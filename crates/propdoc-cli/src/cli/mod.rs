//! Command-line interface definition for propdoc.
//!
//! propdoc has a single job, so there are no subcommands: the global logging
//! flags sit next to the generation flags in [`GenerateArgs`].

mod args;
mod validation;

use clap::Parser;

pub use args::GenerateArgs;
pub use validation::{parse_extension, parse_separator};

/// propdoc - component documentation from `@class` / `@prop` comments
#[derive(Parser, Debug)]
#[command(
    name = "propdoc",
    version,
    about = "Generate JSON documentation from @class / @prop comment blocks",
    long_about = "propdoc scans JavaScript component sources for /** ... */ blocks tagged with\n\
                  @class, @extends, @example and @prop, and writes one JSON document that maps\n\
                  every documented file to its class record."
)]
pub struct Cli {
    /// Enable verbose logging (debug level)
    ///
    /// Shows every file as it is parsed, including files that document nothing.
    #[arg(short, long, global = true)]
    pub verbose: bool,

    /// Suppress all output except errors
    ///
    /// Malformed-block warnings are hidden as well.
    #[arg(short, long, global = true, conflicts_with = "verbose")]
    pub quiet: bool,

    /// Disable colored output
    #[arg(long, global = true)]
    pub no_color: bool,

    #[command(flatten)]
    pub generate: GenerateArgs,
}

========================================================================

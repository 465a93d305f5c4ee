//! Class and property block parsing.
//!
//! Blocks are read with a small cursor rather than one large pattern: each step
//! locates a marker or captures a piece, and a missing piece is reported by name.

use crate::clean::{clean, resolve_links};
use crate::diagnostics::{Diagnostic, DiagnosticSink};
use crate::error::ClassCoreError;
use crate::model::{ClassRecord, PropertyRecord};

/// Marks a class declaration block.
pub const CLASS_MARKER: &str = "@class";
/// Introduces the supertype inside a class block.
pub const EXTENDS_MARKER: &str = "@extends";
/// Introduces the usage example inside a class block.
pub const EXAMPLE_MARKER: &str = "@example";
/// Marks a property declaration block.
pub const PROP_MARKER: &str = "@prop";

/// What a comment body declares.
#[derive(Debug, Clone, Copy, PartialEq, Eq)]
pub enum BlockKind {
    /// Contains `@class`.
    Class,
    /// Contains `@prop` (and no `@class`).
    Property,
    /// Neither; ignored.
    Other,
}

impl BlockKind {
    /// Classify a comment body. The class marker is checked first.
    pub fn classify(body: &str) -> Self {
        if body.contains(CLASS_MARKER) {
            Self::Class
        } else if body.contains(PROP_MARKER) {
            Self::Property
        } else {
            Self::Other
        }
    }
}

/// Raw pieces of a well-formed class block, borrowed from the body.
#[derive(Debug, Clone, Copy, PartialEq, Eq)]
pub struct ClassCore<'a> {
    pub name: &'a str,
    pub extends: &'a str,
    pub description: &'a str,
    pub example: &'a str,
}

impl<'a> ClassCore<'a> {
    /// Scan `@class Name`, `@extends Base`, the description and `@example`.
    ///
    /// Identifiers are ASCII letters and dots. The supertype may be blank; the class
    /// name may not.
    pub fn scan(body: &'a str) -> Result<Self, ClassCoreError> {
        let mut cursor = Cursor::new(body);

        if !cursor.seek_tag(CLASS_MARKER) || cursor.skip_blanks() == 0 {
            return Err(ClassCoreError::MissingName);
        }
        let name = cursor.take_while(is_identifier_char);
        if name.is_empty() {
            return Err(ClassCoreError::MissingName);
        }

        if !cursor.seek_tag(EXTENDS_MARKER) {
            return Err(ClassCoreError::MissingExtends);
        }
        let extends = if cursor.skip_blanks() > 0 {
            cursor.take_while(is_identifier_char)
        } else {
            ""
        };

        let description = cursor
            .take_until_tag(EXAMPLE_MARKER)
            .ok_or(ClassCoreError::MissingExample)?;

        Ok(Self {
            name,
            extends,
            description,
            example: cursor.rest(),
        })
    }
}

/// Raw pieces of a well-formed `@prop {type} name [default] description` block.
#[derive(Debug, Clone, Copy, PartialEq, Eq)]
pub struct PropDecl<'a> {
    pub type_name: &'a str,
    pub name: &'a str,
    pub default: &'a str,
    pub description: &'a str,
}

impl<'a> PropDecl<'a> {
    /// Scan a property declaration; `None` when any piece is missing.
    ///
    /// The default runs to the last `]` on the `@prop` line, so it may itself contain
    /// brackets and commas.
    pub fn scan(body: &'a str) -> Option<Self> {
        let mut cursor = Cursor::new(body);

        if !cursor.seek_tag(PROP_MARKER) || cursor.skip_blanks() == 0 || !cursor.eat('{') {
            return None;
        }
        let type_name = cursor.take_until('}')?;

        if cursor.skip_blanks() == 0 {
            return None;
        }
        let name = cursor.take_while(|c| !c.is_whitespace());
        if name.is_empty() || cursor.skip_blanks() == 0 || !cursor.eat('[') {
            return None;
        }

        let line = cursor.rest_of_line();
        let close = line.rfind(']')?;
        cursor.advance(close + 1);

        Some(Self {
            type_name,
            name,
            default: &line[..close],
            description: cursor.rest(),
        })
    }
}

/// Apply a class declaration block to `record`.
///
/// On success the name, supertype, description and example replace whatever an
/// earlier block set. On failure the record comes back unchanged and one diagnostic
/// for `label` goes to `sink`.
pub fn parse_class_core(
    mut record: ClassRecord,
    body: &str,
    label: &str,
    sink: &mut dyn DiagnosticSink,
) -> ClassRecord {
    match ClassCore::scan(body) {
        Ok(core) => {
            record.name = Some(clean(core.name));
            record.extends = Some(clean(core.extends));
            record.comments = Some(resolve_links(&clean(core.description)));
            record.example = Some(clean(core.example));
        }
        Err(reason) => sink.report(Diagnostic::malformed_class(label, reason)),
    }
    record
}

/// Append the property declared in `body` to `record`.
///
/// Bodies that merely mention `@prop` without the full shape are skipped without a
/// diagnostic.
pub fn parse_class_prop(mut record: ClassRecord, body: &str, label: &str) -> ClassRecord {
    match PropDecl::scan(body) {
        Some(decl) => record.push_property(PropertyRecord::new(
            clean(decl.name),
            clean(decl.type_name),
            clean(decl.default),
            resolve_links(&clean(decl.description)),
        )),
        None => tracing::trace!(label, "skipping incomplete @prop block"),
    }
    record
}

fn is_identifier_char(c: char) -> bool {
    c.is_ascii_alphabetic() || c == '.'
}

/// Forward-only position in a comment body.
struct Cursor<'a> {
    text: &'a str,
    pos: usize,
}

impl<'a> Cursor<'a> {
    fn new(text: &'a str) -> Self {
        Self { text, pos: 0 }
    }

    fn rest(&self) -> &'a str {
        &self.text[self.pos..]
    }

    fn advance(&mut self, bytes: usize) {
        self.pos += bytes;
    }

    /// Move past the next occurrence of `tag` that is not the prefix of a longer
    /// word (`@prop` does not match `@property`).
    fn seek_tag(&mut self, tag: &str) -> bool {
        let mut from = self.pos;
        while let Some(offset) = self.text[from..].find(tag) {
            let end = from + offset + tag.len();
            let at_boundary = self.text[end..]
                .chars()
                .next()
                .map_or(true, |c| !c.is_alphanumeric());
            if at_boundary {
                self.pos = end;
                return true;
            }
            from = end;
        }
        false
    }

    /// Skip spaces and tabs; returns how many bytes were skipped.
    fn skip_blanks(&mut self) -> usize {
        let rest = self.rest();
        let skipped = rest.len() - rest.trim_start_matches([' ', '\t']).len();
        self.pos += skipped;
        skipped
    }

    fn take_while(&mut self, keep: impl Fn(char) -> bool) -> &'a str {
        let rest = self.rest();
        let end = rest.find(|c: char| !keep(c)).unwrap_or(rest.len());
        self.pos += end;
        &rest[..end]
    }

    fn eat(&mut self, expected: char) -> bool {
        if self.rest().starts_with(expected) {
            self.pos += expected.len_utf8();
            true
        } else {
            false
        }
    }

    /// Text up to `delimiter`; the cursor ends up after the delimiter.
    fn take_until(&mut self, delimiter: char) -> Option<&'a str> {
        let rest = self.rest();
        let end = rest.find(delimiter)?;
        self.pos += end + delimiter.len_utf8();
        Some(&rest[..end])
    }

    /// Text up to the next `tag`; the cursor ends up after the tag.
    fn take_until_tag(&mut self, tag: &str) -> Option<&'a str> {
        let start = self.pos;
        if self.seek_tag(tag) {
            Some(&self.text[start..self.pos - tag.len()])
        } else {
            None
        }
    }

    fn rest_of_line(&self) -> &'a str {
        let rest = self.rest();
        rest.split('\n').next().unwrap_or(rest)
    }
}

========================================================================

### Aim of the exercise
Respond with the number of lines in the entries that include the string "verbose", and nothing besides.

### The completed task
3